Sorry, it's been on my mind for over a week now it's just nothing to be done about it. Been making really terrible dad jokes about my dad to my family all week, it's my way of dealing with death, but I know that no matter how I prepare it's gonna hit me like a truck at least for a little bit. For all his faults, (and he had quite a few), he was my dad and I wouldn't be the person I am today if he hadn't raised me...and I wouldn't be here today if he hadn't been there when I really needed him after the rest of the family gave up on me. We had a special sort of tight bond that was honest after that and I really loved it no matter how much his life annoyed me, I will miss him but I hope his suffering ends soon because it doesn't sound like he's himself anymore. :(

Oh, I don't really know what's wrong. Could be covid, could be his ticker, could be he's old. He's had a quadrapass like me but he was much older and never takes his meds, also he never gave up a 3-4 pack a day cigarette habit he started back in the 1950s. I'm not shocked his body is giving out, I'm more shocked it made it this long.

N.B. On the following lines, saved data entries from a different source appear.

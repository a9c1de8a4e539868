//! # IPC Message Handler
//!
//! Turns transport envelopes into [`SafetyCenterApi`] calls.
//!
//! ## Security
//!
//! The caller identity handed to the service is built from the envelope
//! (`calling_uid`, `calling_pid`) and nothing else. Whatever package or user
//! the payload names is only a claim for the access guard to check.

use std::sync::Arc;
use tracing::debug;

use crate::domain::SafetyCenterErrorPayload;
use crate::ipc::payloads::*;
use crate::ports::SafetyCenterApi;

/// Binder-style entry point in front of a Safety Center implementation.
pub struct SafetyCenterStub<A: SafetyCenterApi> {
    api: Arc<A>,
}

impl<A: SafetyCenterApi> Clone for SafetyCenterStub<A> {
    fn clone(&self) -> Self {
        Self {
            api: Arc::clone(&self.api),
        }
    }
}

impl<A: SafetyCenterApi> SafetyCenterStub<A> {
    pub fn new(api: Arc<A>) -> Self {
        Self { api }
    }

    /// Handle a `sendSafetyCenterUpdate` call.
    pub fn handle_send_update(
        &self,
        msg: CallerEnvelope<SendSafetyCenterUpdatePayload>,
    ) -> Result<(), SafetyCenterErrorPayload> {
        let caller = msg.caller();
        let SendSafetyCenterUpdatePayload {
            package_name,
            user_id,
            data,
        } = msg.payload;

        self.api
            .send_safety_center_update(&caller, &package_name, user_id, data)
            .map_err(SafetyCenterErrorPayload::from)
    }

    /// Handle a `getLastSafetyCenterUpdate` call.
    pub fn handle_get_last_update(
        &self,
        msg: CallerEnvelope<GetLastSafetyCenterUpdatePayload>,
    ) -> Result<GetLastSafetyCenterUpdateResponse, SafetyCenterErrorPayload> {
        let caller = msg.caller();
        let payload = &msg.payload;

        let data = self
            .api
            .get_last_safety_center_update(
                &caller,
                &payload.package_name,
                payload.user_id,
                &payload.source_id,
            )
            .map_err(SafetyCenterErrorPayload::from)?;

        Ok(GetLastSafetyCenterUpdateResponse { data })
    }

    /// Dispatch any request. Errors are folded into the reply.
    pub fn handle(&self, msg: CallerEnvelope<SafetyCenterRequest>) -> SafetyCenterReply {
        let caller = msg.caller();
        let reply = match msg.payload {
            SafetyCenterRequest::SendSafetyCenterUpdate(payload) => self
                .handle_send_update(CallerEnvelope::new(caller, payload))
                .map(|()| SafetyCenterReply::Updated),
            SafetyCenterRequest::GetLastSafetyCenterUpdate(payload) => self
                .handle_get_last_update(CallerEnvelope::new(caller, payload))
                .map(SafetyCenterReply::LastUpdate),
        };

        let reply = reply.unwrap_or_else(SafetyCenterReply::Error);
        debug!(
            uid = %caller.uid,
            error = reply.is_error(),
            "[sc] Handled IPC request"
        );
        reply
    }
}

#[cfg(test)]
mod tests {
    use super::*;
    use crate::adapters::{AllowAllGuard, DenyAllGuard};
    use crate::domain::{SafetyCenterErrorType, SafetySourceData};
    use crate::service::SafetyCenterService;
    use shared_types::{CallingIdentity, Uid, UserId};

    fn allow_stub() -> SafetyCenterStub<SafetyCenterService<AllowAllGuard>> {
        SafetyCenterStub::new(Arc::new(SafetyCenterService::new(AllowAllGuard)))
    }

    fn caller() -> CallingIdentity {
        CallingIdentity::new(Uid(10057), 77)
    }

    fn send(id: &str) -> SafetyCenterRequest {
        SafetyCenterRequest::SendSafetyCenterUpdate(SendSafetyCenterUpdatePayload {
            package_name: "com.app.a".into(),
            user_id: UserId(0),
            data: SafetySourceData::new(id),
        })
    }

    fn get(id: &str) -> SafetyCenterRequest {
        SafetyCenterRequest::GetLastSafetyCenterUpdate(GetLastSafetyCenterUpdatePayload {
            package_name: "com.app.a".into(),
            user_id: UserId(0),
            source_id: id.into(),
        })
    }

    #[test]
    fn test_dispatch_send_then_get() {
        let stub = allow_stub();

        assert_eq!(
            stub.handle(CallerEnvelope::new(caller(), send("s1"))),
            SafetyCenterReply::Updated
        );

        match stub.handle(CallerEnvelope::new(caller(), get("s1"))) {
            SafetyCenterReply::LastUpdate(resp) => {
                assert_eq!(resp.data, Some(SafetySourceData::new("s1")));
            }
            other => panic!("unexpected reply {:?}", other),
        }
    }

    #[test]
    fn test_dispatch_get_unknown_is_empty_not_error() {
        let stub = allow_stub();

        let reply = stub.handle(CallerEnvelope::new(caller(), get("never")));
        assert_eq!(
            reply,
            SafetyCenterReply::LastUpdate(GetLastSafetyCenterUpdateResponse { data: None })
        );
    }

    #[test]
    fn test_rejection_becomes_error_reply() {
        let stub = SafetyCenterStub::new(Arc::new(SafetyCenterService::new(DenyAllGuard)));

        match stub.handle(CallerEnvelope::new(caller(), send("s1"))) {
            SafetyCenterReply::Error(payload) => {
                assert_eq!(payload.error_type, SafetyCenterErrorType::PermissionDenied);
            }
            other => panic!("unexpected reply {:?}", other),
        }
    }

    #[test]
    fn test_request_json_shape() {
        let json = serde_json::to_value(send("s1")).unwrap();
        assert_eq!(json["type"], "SendSafetyCenterUpdate");
        assert_eq!(json["package_name"], "com.app.a");
        assert_eq!(json["data"]["id"], "s1");

        let back: SafetyCenterRequest = serde_json::from_value(json).unwrap();
        assert_eq!(back, send("s1"));
    }
}
//! Global subscriber setup.

use tracing_subscriber::{layer::SubscriberExt, util::SubscriberInitExt, EnvFilter};

use crate::{TelemetryConfig, TelemetryError};

/// Build the log filter for a configuration.
///
/// `RUST_LOG` style directives are accepted, e.g. `safety_center=debug,info`.
pub(crate) fn build_filter(config: &TelemetryConfig) -> Result<EnvFilter, TelemetryError> {
    EnvFilter::try_new(&config.log_level).map_err(|e| TelemetryError::InvalidFilter {
        filter: config.log_level.clone(),
        reason: e.to_string(),
    })
}

/// Install the global tracing subscriber.
///
/// Fails with [`TelemetryError::AlreadyInitialized`] if another subscriber
/// is already installed; callers that may race (tests) can ignore that case.
pub fn init_tracing(config: &TelemetryConfig) -> Result<(), TelemetryError> {
    let env_filter = build_filter(config)?;

    if config.json_logs {
        // JSON output for log shipping
        let json_layer = tracing_subscriber::fmt::layer()
            .json()
            .with_target(true)
            .with_thread_ids(config.thread_ids)
            .with_file(true)
            .with_line_number(true);

        tracing_subscriber::registry()
            .with(env_filter)
            .with(json_layer)
            .try_init()
            .map_err(|e| TelemetryError::AlreadyInitialized(e.to_string()))?;
    } else {
        // Pretty output for development
        let fmt_layer = tracing_subscriber::fmt::layer()
            .with_target(true)
            .with_thread_ids(config.thread_ids)
            .with_file(false)
            .with_line_number(false)
            .with_ansi(true);

        tracing_subscriber::registry()
            .with(env_filter)
            .with(fmt_layer)
            .try_init()
            .map_err(|e| TelemetryError::AlreadyInitialized(e.to_string()))?;
    }

    tracing::info!(
        service = %config.service_name,
        log_level = %config.log_level,
        json_logs = config.json_logs,
        "Tracing initialized"
    );

    Ok(())
}
//! # Domain Errors
//!
//! - `SafetyCenterError`: what the service returns
//! - `SafetyCenterErrorPayload`: the serializable form sent back over IPC
//!
//! The store itself cannot fail. Every error here originates in access
//! control, before the store is reached.

use serde::{Deserialize, Serialize};
use shared_types::SecurityError;
use thiserror::Error;

/// Errors returned by Safety Center operations.
///
/// A missing report is NOT an error; fetches return `Ok(None)` for it.
#[derive(Debug, Clone, PartialEq, Eq, Error)]
pub enum SafetyCenterError {
    /// The access guard refused the caller.
    #[error("Security violation: {0}")]
    Security(#[from] SecurityError),
}

/// Serializable error for IPC responses.
#[derive(Debug, Clone, PartialEq, Eq, Serialize, Deserialize)]
pub struct SafetyCenterErrorPayload {
    pub error_type: SafetyCenterErrorType,
    pub message: String,
}

impl From<SafetyCenterError> for SafetyCenterErrorPayload {
    fn from(err: SafetyCenterError) -> Self {
        let message = err.to_string();
        let error_type = match err {
            SafetyCenterError::Security(SecurityError::PackageMismatch { .. }) => {
                SafetyCenterErrorType::PackageMismatch
            }
            SafetyCenterError::Security(SecurityError::CrossUserDenied { .. }) => {
                SafetyCenterErrorType::CrossUserDenied
            }
            SafetyCenterError::Security(SecurityError::InvalidTargetUser { .. }) => {
                SafetyCenterErrorType::InvalidTargetUser
            }
            SafetyCenterError::Security(SecurityError::PermissionDenied { .. }) => {
                SafetyCenterErrorType::PermissionDenied
            }
        };
        Self {
            error_type,
            message,
        }
    }
}

/// Error type enumeration for IPC serialization.
#[derive(Debug, Clone, Copy, PartialEq, Eq, Serialize, Deserialize)]
pub enum SafetyCenterErrorType {
    PackageMismatch,
    CrossUserDenied,
    InvalidTargetUser,
    PermissionDenied,
}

Thanks for letting me post this, seemed sort of appropriate and a bit more buried than making a thread. Nothing really to talk about with it, it is what it is and it sucks and there ain't nothing to do about it but wait....but damn do it make my brain throw odd memories and feelings at me at times and doesn't make this Decemblur any easier to deal with.

Again, my condolences. Not trying at all to minimize what you're going through, trying to let you know you're not alone with it and I truly get how weird and badly it can suck. Seems so easy to try and justify just one last visit since it's a last visit, but the pandemic is at its worst and this isn't the time to try to bend/break protocol just for selfish reasons.

Love and hugs friend, love and hugs. :love:
 
I'm really sorry. I only ever met my grand ma's. My dad's mother died at 92 still sharp as a tack and went in her sleep. But my Mom's mother is in her late 80s and doesn't know who anyone is anymore and she had covid and 2 days after finding out she was back up and running. Really amazing. She is in better health than ever she suffered high blood pressure and other stuff but its all gone. But its hard to see her because she isn't who I remember her to be.

My Wife's Mother's mother died about 5 years ago she was diabetic and didn't take care of her self and fell and shattered her leg and never really recovered. Her other grandma went through a decade long decline with Alzheimer's and died last christmas.

But we can't take long lives for granted . My best friend is 45 and needs a new heart and is basically stuck in my basement only going out when i take him to the doctors. So take care of yourself and live to your fullest and enjoy all the moments.

Don't be sad because they are gone , remember all the good times you've had and try and create new good times with your remaining family and friends.